● YOUR TASK:
What lines of the data hold the string "ASCENT"? Copy them all.
**** RECORDS FOR THIS EXERCISE
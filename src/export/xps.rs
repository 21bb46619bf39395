//! OpenXPS fixed-layout export.
//!
//! Each page becomes a FixedPage drawn from the shared display list. XPS
//! measures in 1/96 inch. Text is written as `Glyphs` when the document
//! carries the font program; otherwise the glyphs are drawn as boxes, the
//! same way the rasterizer draws them.

use super::archive::Archive;
use super::office::{
    add_doc_props, content_types, doc_prop_overrides, media_file_name, package_rels, NS_PKG_REL, XML_DECL,
};
use super::paint::{display_list, glyph_boxes, Paint};
use super::{xml_escape, ExportOptions};
use crate::error::Result;
use crate::model::{Color, Document, Page, PageContext, Rect, Rotation, TextStyle};
use crate::ops::font_resource_id;
use std::collections::BTreeMap;
use std::io::Cursor;

const NS_XPS: &str = "http://schemas.openxps.org/oxps/v1.0";
const REL_FIXED_REPRESENTATION: &str = "http://schemas.openxps.org/oxps/v1.0/fixedrepresentation";
const REL_REQUIRED_RESOURCE: &str = "http://schemas.openxps.org/oxps/v1.0/required-resource";
const ASCENT: f32 = 0.8;

/// Points to XPS units.
fn units(pt: f32) -> f32 {
    pt * 96.0 / 72.0
}

fn argb(color: Color) -> String {
    format!("#FF{:02X}{:02X}{:02X}", color.r, color.g, color.b)
}

fn rect_data(rect: Rect) -> String {
    format!(
        "M {},{} H {} V {} H {} Z",
        units(rect.x),
        units(rect.y),
        units(rect.right()),
        units(rect.bottom()),
        units(rect.x)
    )
}

/// Fonts and images a page needs, keyed by part name.
#[derive(Default)]
struct PageResources {
    parts: BTreeMap<String, &'static str>,
}

/// Part name of the embedded font program for `font_name`, when present.
fn font_part(doc: &Document, font_name: &str) -> Option<String> {
    let id = font_resource_id(font_name);
    let resource = doc.get_resource(&id)?;
    (resource.is_font() && !resource.data.is_empty())
        .then(|| format!("/Resources/Fonts/{}", media_file_name(&id, resource.extension())))
}

/// Image part name and its pixel size.
fn image_part(doc: &Document, resource_id: &str) -> Option<(String, u32, u32)> {
    let resource = doc.get_resource(resource_id).filter(|r| r.is_image())?;
    let (w, h) = match (resource.width, resource.height) {
        (Some(w), Some(h)) => (w, h),
        _ => image::ImageReader::new(Cursor::new(&resource.data))
            .with_guessed_format()
            .ok()?
            .into_dimensions()
            .ok()?,
    };
    Some((
        format!("/Resources/Images/{}", media_file_name(resource_id, resource.extension())),
        w,
        h,
    ))
}

fn fixed_page(doc: &Document, page: &Page, ctx: PageContext, res: &mut PageResources) -> String {
    let (w, h) = (units(page.width), units(page.height));
    let (dw, dh) = page.display_dimensions();
    let mut xml = format!(
        r#"{}<FixedPage xmlns="{}" Width="{}" Height="{}" xml:lang="und">"#,
        XML_DECL,
        NS_XPS,
        units(dw),
        units(dh)
    );

    // clockwise page rotation
    let matrix = match page.rotation {
        Rotation::R0 => None,
        Rotation::R90 => Some(format!("0,1,-1,0,{},0", h)),
        Rotation::R180 => Some(format!("-1,0,0,-1,{},{}", w, h)),
        Rotation::R270 => Some(format!("0,-1,1,0,0,{}", w)),
    };
    match &matrix {
        Some(m) => xml.push_str(&format!(r#"<Canvas RenderTransform="{}">"#, m)),
        None => xml.push_str("<Canvas>"),
    }

    for op in display_list(page, ctx) {
        match op {
            Paint::Fill {
                rect,
                color,
                opacity,
            } => xml.push_str(&format!(
                r#"<Path Data="{}" Fill="{}" Opacity="{}"/>"#,
                rect_data(rect),
                argb(color),
                opacity
            )),
            Paint::Outline { rect, color } => xml.push_str(&format!(
                r#"<Path Data="{}" Stroke="{}" StrokeThickness="0.75"/>"#,
                rect_data(rect),
                argb(color)
            )),
            Paint::Text {
                text,
                x,
                y,
                style,
                angle,
                opacity,
            } => text_xml(&mut xml, doc, res, &text, x, y, style, angle, opacity),
            Paint::Image {
                resource_id, rect, ..
            } => match image_part(doc, resource_id) {
                Some((part, pw, ph)) => {
                    xml.push_str(&format!(
                        r#"<Path Data="{}"><Path.Fill><ImageBrush ImageSource="{}" Viewbox="0,0,{},{}" ViewboxUnits="Absolute" Viewport="{},{},{},{}" ViewportUnits="Absolute"/></Path.Fill></Path>"#,
                        rect_data(rect),
                        part,
                        pw,
                        ph,
                        units(rect.x),
                        units(rect.y),
                        units(rect.width),
                        units(rect.height)
                    ));
                    res.parts.insert(part, "image");
                }
                None => log::warn!("image {} has no usable resource; skipped", resource_id),
            },
        }
    }

    xml.push_str("</Canvas></FixedPage>");
    xml
}

#[allow(clippy::too_many_arguments)]
fn text_xml(
    xml: &mut String,
    doc: &Document,
    res: &mut PageResources,
    text: &str,
    x: f32,
    y: f32,
    style: &TextStyle,
    angle: f32,
    opacity: f32,
) {
    let transform = if angle == 0.0 {
        String::new()
    } else {
        let (sin, cos) = angle.to_radians().sin_cos();
        let (ux, uy) = (units(x), units(y));
        format!(
            r#" RenderTransform="{},{},{},{},{},{}""#,
            cos,
            -sin,
            sin,
            cos,
            ux - ux * cos - uy * sin,
            uy + ux * sin - uy * cos
        )
    };
    let font = style.font_name.as_deref().unwrap_or("Helvetica");

    match font_part(doc, font) {
        Some(part) => {
            xml.push_str(&format!(r#"<Canvas Opacity="{}"{}>"#, opacity, transform));
            for (l, line) in text.lines().enumerate() {
                if line.is_empty() {
                    continue;
                }
                // a leading brace must be escaped
                let escaped = if line.starts_with('{') {
                    format!("{{}}{}", line)
                } else {
                    line.to_string()
                };
                xml.push_str(&format!(
                    r#"<Glyphs Fill="{}" FontUri="{}" FontRenderingEmSize="{}" OriginX="{}" OriginY="{}" UnicodeString="{}"/>"#,
                    argb(style.color),
                    part,
                    units(style.font_size),
                    units(x),
                    units(y + style.font_size * (ASCENT + 1.2 * l as f32)),
                    xml_escape(&escaped)
                ));
            }
            xml.push_str("</Canvas>");
            res.parts.insert(part, "font");
        }
        None => {
            let data: Vec<String> = glyph_boxes(text, x, y, style.font_size)
                .into_iter()
                .map(rect_data)
                .collect();
            if !data.is_empty() {
                xml.push_str(&format!(
                    r#"<Path Data="{}" Fill="{}" Opacity="{}"{}/>"#,
                    data.join(" "),
                    argb(style.color),
                    opacity,
                    transform
                ));
            }
        }
    }
}

/// Render the document as an OpenXPS package.
pub(crate) fn to_xps(doc: &Document, _options: &ExportOptions) -> Result<Vec<u8>> {
    let mut archive = Archive::new();
    let mut overrides = vec![
        (
            "/FixedDocumentSequence.fdseq".to_string(),
            "application/vnd.ms-package.xps-fixeddocumentsequence+xml",
        ),
        (
            "/Documents/1/FixedDocument.fdoc".to_string(),
            "application/vnd.ms-package.xps-fixeddocument+xml",
        ),
    ];
    overrides.extend(doc_prop_overrides());

    let mut page_refs = String::new();
    let mut pages = Vec::with_capacity(doc.pages.len());
    let mut used = BTreeMap::new();
    for (i, page) in doc.pages.iter().enumerate() {
        let n = i + 1;
        let (dw, dh) = page.display_dimensions();
        page_refs.push_str(&format!(
            r#"<PageContent Source="Pages/{}.fpage" Width="{}" Height="{}"/>"#,
            n,
            units(dw),
            units(dh)
        ));
        overrides.push((
            format!("/Documents/1/Pages/{}.fpage", n),
            "application/vnd.ms-package.xps-fixedpage+xml",
        ));

        let mut res = PageResources::default();
        let xml = fixed_page(doc, page, doc.context(i), &mut res);
        let rels: String = res
            .parts
            .keys()
            .enumerate()
            .map(|(r, part)| {
                format!(
                    r#"<Relationship Id="R{}" Type="{}" Target="{}"/>"#,
                    r + 1,
                    REL_REQUIRED_RESOURCE,
                    xml_escape(part)
                )
            })
            .collect();
        used.extend(res.parts);
        pages.push((xml, rels));
    }

    for (part, kind) in &used {
        if *kind == "font" {
            overrides.push((part.clone(), "application/vnd.ms-opentype"));
        }
    }

    archive.add("[Content_Types].xml", content_types(&overrides))?;
    archive.add("_rels/.rels", package_rels(REL_FIXED_REPRESENTATION, "FixedDocumentSequence.fdseq"))?;
    add_doc_props(&mut archive, doc)?;
    archive.add(
        "FixedDocumentSequence.fdseq",
        format!(
            r#"{}<FixedDocumentSequence xmlns="{}"><DocumentReference Source="/Documents/1/FixedDocument.fdoc"/></FixedDocumentSequence>"#,
            XML_DECL, NS_XPS
        ),
    )?;
    archive.add(
        "Documents/1/FixedDocument.fdoc",
        format!(r#"{}<FixedDocument xmlns="{}">{}</FixedDocument>"#, XML_DECL, NS_XPS, page_refs),
    )?;
    for (i, (xml, rels)) in pages.into_iter().enumerate() {
        archive.add(&format!("Documents/1/Pages/{}.fpage", i + 1), xml)?;
        if !rels.is_empty() {
            archive.add(
                &format!("Documents/1/Pages/_rels/{}.fpage.rels", i + 1),
                format!(r#"{}<Relationships xmlns="{}">{}</Relationships>"#, XML_DECL, NS_PKG_REL, rels),
            )?;
        }
    }

    // resource parts are written once, whatever page first used them
    for (id, resource) in &doc.resources {
        let folder = if resource.is_font() { "Fonts" } else { "Images" };
        let part = format!("/Resources/{}/{}", folder, media_file_name(id, resource.extension()));
        if used.contains_key(&part) {
            archive.add(&part[1..], &resource.data)?;
        }
    }
    archive.finish()
}
//! EPUB 3 export: one XHTML chapter per page.

use super::archive::Archive;
use super::office::media_file_name;
use super::{xml_escape, ExportOptions};
use crate::error::Result;
use crate::model::{AnnotationKind, Document, Element, Page, PageContext, Table, TextStyle};
use chrono::Utc;
use md5::{Digest, Md5};

const CONTAINER_XML: &str = r#"<?xml version="1.0" encoding="UTF-8"?>
<container version="1.0" xmlns="urn:oasis:names:tc:opendocument:xmlns:container">
  <rootfiles>
    <rootfile full-path="OEBPS/content.opf" media-type="application/oebps-package+xml"/>
  </rootfiles>
</container>
"#;

const XHTML_HEAD: &str = r#"<?xml version="1.0" encoding="UTF-8"?>
<!DOCTYPE html>
<html xmlns="http://www.w3.org/1999/xhtml" xmlns:epub="http://www.idpf.org/2007/ops">"#;

/// Package identifier derived from the document text and title.
fn identifier(doc: &Document) -> String {
    let mut hasher = Md5::new();
    hasher.update(doc.metadata.title.as_deref().unwrap_or_default().as_bytes());
    hasher.update(doc.extract_text().as_bytes());
    let hex: String = hasher.finalize().iter().map(|b| format!("{:02x}", b)).collect();
    format!(
        "urn:uuid:{}-{}-{}-{}-{}",
        &hex[0..8],
        &hex[8..12],
        &hex[12..16],
        &hex[16..20],
        &hex[20..32]
    )
}

fn chapter_title(page: &Page, idx: usize) -> String {
    page.elements
        .iter()
        .find_map(|e| match e {
            Element::Bookmark(b) => Some(b.title.clone()),
            _ => None,
        })
        .unwrap_or_else(|| format!("Page {}", idx + 1))
}

/// Render the document as an EPUB 3 package.
pub(crate) fn to_epub(doc: &Document, _options: &ExportOptions) -> Result<Vec<u8>> {
    let meta = &doc.metadata;
    let title = meta.title.clone().unwrap_or_else(|| "Untitled".to_string());

    let mut archive = Archive::new();
    // the mimetype entry must come first, uncompressed
    archive.add_stored("mimetype", "application/epub+zip")?;
    archive.add("META-INF/container.xml", CONTAINER_XML)?;

    let mut manifest = String::from(
        r#"<item id="nav" href="nav.xhtml" media-type="application/xhtml+xml" properties="nav"/>"#,
    );
    let mut spine = String::new();
    let mut toc = String::new();
    for (i, page) in doc.pages.iter().enumerate() {
        let n = i + 1;
        manifest.push_str(&format!(
            r#"<item id="page-{n}" href="page-{n}.xhtml" media-type="application/xhtml+xml"/>"#,
            n = n
        ));
        spine.push_str(&format!(r#"<itemref idref="page-{}"/>"#, n));
        toc.push_str(&format!(
            r#"<li><a href="page-{}.xhtml">{}</a></li>"#,
            n,
            xml_escape(&chapter_title(page, i))
        ));
        archive.add(&format!("OEBPS/page-{}.xhtml", n), chapter(doc, page, doc.context(i), &title))?;
    }
    for (id, resource) in doc.resources.iter().filter(|(_, r)| r.is_image()) {
        let file = media_file_name(id, resource.extension());
        manifest.push_str(&format!(
            r#"<item id="img-{}" href="images/{}" media-type="{}"/>"#,
            xml_escape(&file.replace('.', "-")),
            xml_escape(&file),
            xml_escape(&resource.mime_type)
        ));
        archive.add(&format!("OEBPS/images/{}", file), &resource.data)?;
    }

    let modified = meta.modified.or(meta.created).unwrap_or_else(Utc::now);
    let mut opf = format!(
        r#"<?xml version="1.0" encoding="UTF-8"?>
<package xmlns="http://www.idpf.org/2007/opf" version="3.0" unique-identifier="uid">
<metadata xmlns:dc="http://purl.org/dc/elements/1.1/"><dc:identifier id="uid">{}</dc:identifier><dc:title>{}</dc:title><dc:language>en</dc:language>"#,
        identifier(doc),
        xml_escape(&title)
    );
    if let Some(author) = &meta.author {
        opf.push_str(&format!("<dc:creator>{}</dc:creator>", xml_escape(author)));
    }
    if let Some(subject) = &meta.subject {
        opf.push_str(&format!("<dc:subject>{}</dc:subject>", xml_escape(subject)));
    }
    opf.push_str(&format!(
        r#"<meta property="dcterms:modified">{}</meta></metadata>
<manifest>{}</manifest>
<spine>{}</spine>
</package>
"#,
        modified.format("%Y-%m-%dT%H:%M:%SZ"),
        manifest,
        spine
    ));
    archive.add("OEBPS/content.opf", opf)?;
    archive.add(
        "OEBPS/nav.xhtml",
        format!(
            r#"{}<head><title>{}</title></head><body><nav epub:type="toc"><ol>{}</ol></nav></body></html>
"#,
            XHTML_HEAD,
            xml_escape(&title),
            toc
        ),
    )?;
    archive.finish()
}

fn chapter(doc: &Document, page: &Page, ctx: PageContext, title: &str) -> String {
    let mut body = String::new();
    for element in &page.elements {
        match element {
            Element::Bookmark(b) => {
                let level = (b.level as usize + 1).min(6);
                body.push_str(&format!("<h{l}>{}</h{l}>", xml_escape(&b.title), l = level));
            }
            Element::Text(run) => paragraph(&mut body, &run.text, &run.style),
            Element::PageNumber(stamp) => paragraph(&mut body, &stamp.resolve(ctx), &stamp.style),
            Element::Table(table) => table_xhtml(&mut body, table),
            Element::Image(img) => {
                if let Some(resource) = doc.get_resource(&img.resource_id) {
                    body.push_str(&format!(
                        r#"<p><img src="images/{}" alt="{}"/></p>"#,
                        xml_escape(&media_file_name(&img.resource_id, resource.extension())),
                        xml_escape(img.alt_text.as_deref().unwrap_or_default())
                    ));
                }
            }
            Element::Annotation(a) => {
                if let AnnotationKind::Link { uri } = &a.kind {
                    let label = a.contents.as_deref().unwrap_or(uri);
                    body.push_str(&format!(
                        r#"<p><a href="{}">{}</a></p>"#,
                        xml_escape(uri),
                        xml_escape(label)
                    ));
                }
            }
            _ => {}
        }
    }
    format!(
        "{}<head><title>{}</title></head><body>{}</body></html>\n",
        XHTML_HEAD,
        xml_escape(title),
        body
    )
}

fn paragraph(out: &mut String, text: &str, style: &TextStyle) {
    if text.trim().is_empty() {
        return;
    }
    let mut inner = text
        .lines()
        .map(|l| xml_escape(l).into_owned())
        .collect::<Vec<_>>()
        .join("<br/>");
    if style.underline {
        inner = format!("<u>{}</u>", inner);
    }
    if style.italic {
        inner = format!("<i>{}</i>", inner);
    }
    if style.bold {
        inner = format!("<b>{}</b>", inner);
    }
    out.push_str(&format!("<p>{}</p>", inner));
}

fn table_xhtml(out: &mut String, table: &Table) {
    if table.is_empty() {
        return;
    }
    out.push_str("<table>");
    for row in &table.rows {
        let tag = if row.is_header { "th" } else { "td" };
        out.push_str("<tr>");
        for cell in &row.cells {
            let mut attrs = String::new();
            if cell.colspan > 1 {
                attrs.push_str(&format!(r#" colspan="{}""#, cell.colspan));
            }
            if cell.rowspan > 1 {
                attrs.push_str(&format!(r#" rowspan="{}""#, cell.rowspan));
            }
            out.push_str(&format!("<{t}{}>{}</{t}>", attrs, xml_escape(&cell.content), t = tag));
        }
        out.push_str("</tr>");
    }
    out.push_str("</table>");
}

#[cfg(test)]
mod tests {
    use super::*;
    use crate::model::{Bookmark, ImageElement, Rect, Resource, TableCell, TableRow, TextRun};
    use std::io::{Cursor, Read};

    fn read(zip: &mut zip::ZipArchive<Cursor<Vec<u8>>>, name: &str) -> String {
        let mut out = String::new();
        zip.by_name(name).unwrap().read_to_string(&mut out).unwrap();
        out
    }

    #[test]
    fn test_mimetype_is_first_and_stored() {
        let doc = Document::with_blank_page();
        let bytes = to_epub(&doc, &ExportOptions::default()).unwrap();
        assert_eq!(&bytes[30..38], b"mimetype");

        let mut zip = zip::ZipArchive::new(Cursor::new(bytes)).unwrap();
        let first = zip.by_index(0).unwrap();
        assert_eq!(first.name(), "mimetype");
        assert_eq!(first.compression(), zip::CompressionMethod::Stored);
    }

    #[test]
    fn test_chapters_and_navigation() {
        let mut doc = Document::with_blank_page();
        doc.metadata.title = Some("Guide".into());
        doc.pages[0].add_element(Element::Bookmark(Bookmark::new("Start", 0)));
        let mut run = TextRun::new("a & b\nc", 72.0, 72.0);
        run.style.bold = true;
        doc.pages[0].add_element(Element::Text(run));
        let mut table = Table::new();
        table.add_row(TableRow::header(vec![TableCell::text("k"), TableCell::text("v")]));
        doc.pages[0].add_element(Element::Table(table));
        doc.add_page();

        let bytes = to_epub(&doc, &ExportOptions::default()).unwrap();
        let mut zip = zip::ZipArchive::new(Cursor::new(bytes)).unwrap();

        let opf = read(&mut zip, "OEBPS/content.opf");
        assert!(opf.contains("<dc:title>Guide</dc:title>"));
        assert!(opf.contains(r#"<itemref idref="page-2"/>"#));
        assert!(opf.contains("urn:uuid:"));

        let nav = read(&mut zip, "OEBPS/nav.xhtml");
        assert!(nav.contains(r#"<a href="page-1.xhtml">Start</a>"#));
        assert!(nav.contains(r#"<a href="page-2.xhtml">Page 2</a>"#));

        let page = read(&mut zip, "OEBPS/page-1.xhtml");
        assert!(page.contains("<h1>Start</h1>"));
        assert!(page.contains("<p><b>a &amp; b<br/>c</b></p>"));
        assert!(page.contains("<tr><th>k</th><th>v</th></tr>"));
    }

    #[test]
    fn test_images_are_packaged() {
        let mut doc = Document::with_blank_page();
        doc.add_resource("img1", Resource::png(vec![1, 2, 3]));
        let mut img = ImageElement::new("img1", Rect::new(0.0, 0.0, 10.0, 10.0));
        img.alt_text = Some("logo".into());
        doc.pages[0].add_element(Element::Image(img));

        let bytes = to_epub(&doc, &ExportOptions::default()).unwrap();
        let mut zip = zip::ZipArchive::new(Cursor::new(bytes)).unwrap();
        assert!(read(&mut zip, "OEBPS/page-1.xhtml").contains(r#"<img src="images/img1.png" alt="logo"/>"#));
        assert!(read(&mut zip, "OEBPS/content.opf").contains(r#"href="images/img1.png" media-type="image/png""#));
        assert!(zip.by_name("OEBPS/images/img1.png").is_ok());
    }
}
//! Process-wide license state and product information.

use crate::error::{Error, Result};
use chrono::{NaiveDate, Utc};
use lazy_static::lazy_static;
use parking_lot::RwLock;
use serde::{Deserialize, Serialize};
use std::path::Path;
use std::sync::atomic::{AtomicBool, Ordering};

/// Product name reported by [`about`].
pub const PRODUCT: &str = "folio";
/// Product family reported by [`about`].
pub const FAMILY: &str = "folio document engine";
/// Release date of this version.
pub const RELEASE_DATE: &str = "2026-09-30";

lazy_static! {
    static ref LICENSE: RwLock<Option<License>> = RwLock::new(None);
}

static EVALUATION_WARNED: AtomicBool = AtomicBool::new(false);

/// Contents of a license file.
#[derive(Debug, Clone, PartialEq, Eq, Serialize, Deserialize)]
pub struct License {
    pub licensee: String,
    pub product: String,
    /// Last valid day, `YYYY-MM-DD`
    pub expires: String,
}

impl License {
    /// Parse and check a license file's contents.
    pub fn from_json(json: &str) -> Result<Self> {
        let license: License = serde_json::from_str(json)
            .map_err(|e| Error::InvalidArgument(format!("malformed license file: {}", e)))?;
        license.validate()?;
        Ok(license)
    }

    fn validate(&self) -> Result<()> {
        if self.product != PRODUCT {
            return Err(Error::InvalidArgument(format!(
                "license is for '{}', not '{}'",
                self.product, PRODUCT
            )));
        }
        let expires = NaiveDate::parse_from_str(&self.expires, "%Y-%m-%d").map_err(|e| {
            Error::InvalidArgument(format!("license expiry '{}': {}", self.expires, e))
        })?;
        if expires < Utc::now().date_naive() {
            return Err(Error::InvalidArgument(format!(
                "license expired on {}",
                self.expires
            )));
        }
        Ok(())
    }
}

/// Product and license information.
#[derive(Debug, Clone, PartialEq, Eq, Serialize, Deserialize)]
pub struct ProductInfo {
    pub product: String,
    pub family: String,
    pub version: String,
    #[serde(rename = "releasedate")]
    pub release_date: String,
    pub producer: String,
    #[serde(rename = "islicensed")]
    pub is_licensed: bool,
}

/// Activate a license file for the whole process.
///
/// A failed activation leaves the previous license state in place.
pub fn set_license<P: AsRef<Path>>(path: P) -> Result<()> {
    let path = path.as_ref();
    let json = std::fs::read_to_string(path)?;
    let license = License::from_json(&json)?;
    log::info!(
        "license for {} activated (expires {})",
        license.licensee,
        license.expires
    );
    *LICENSE.write() = Some(license);
    Ok(())
}

/// Whether a valid license is active.
pub fn is_licensed() -> bool {
    LICENSE.read().is_some()
}

/// Producer string written into saved documents.
pub fn producer() -> String {
    let base = format!("{} {}", PRODUCT, env!("CARGO_PKG_VERSION"));
    if is_licensed() {
        base
    } else {
        if !EVALUATION_WARNED.swap(true, Ordering::Relaxed) {
            log::warn!("no license set: output is marked as evaluation");
        }
        format!("{} (evaluation)", base)
    }
}

/// Product information.
pub fn about() -> ProductInfo {
    ProductInfo {
        product: PRODUCT.to_string(),
        family: FAMILY.to_string(),
        version: env!("CARGO_PKG_VERSION").to_string(),
        release_date: RELEASE_DATE.to_string(),
        producer: producer(),
        is_licensed: is_licensed(),
    }
}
********
● REPLY:
const ASCENT: f32 = 0.8;
                    units(y + style.font_size * (ASCENT + 1.2 * l as f32)),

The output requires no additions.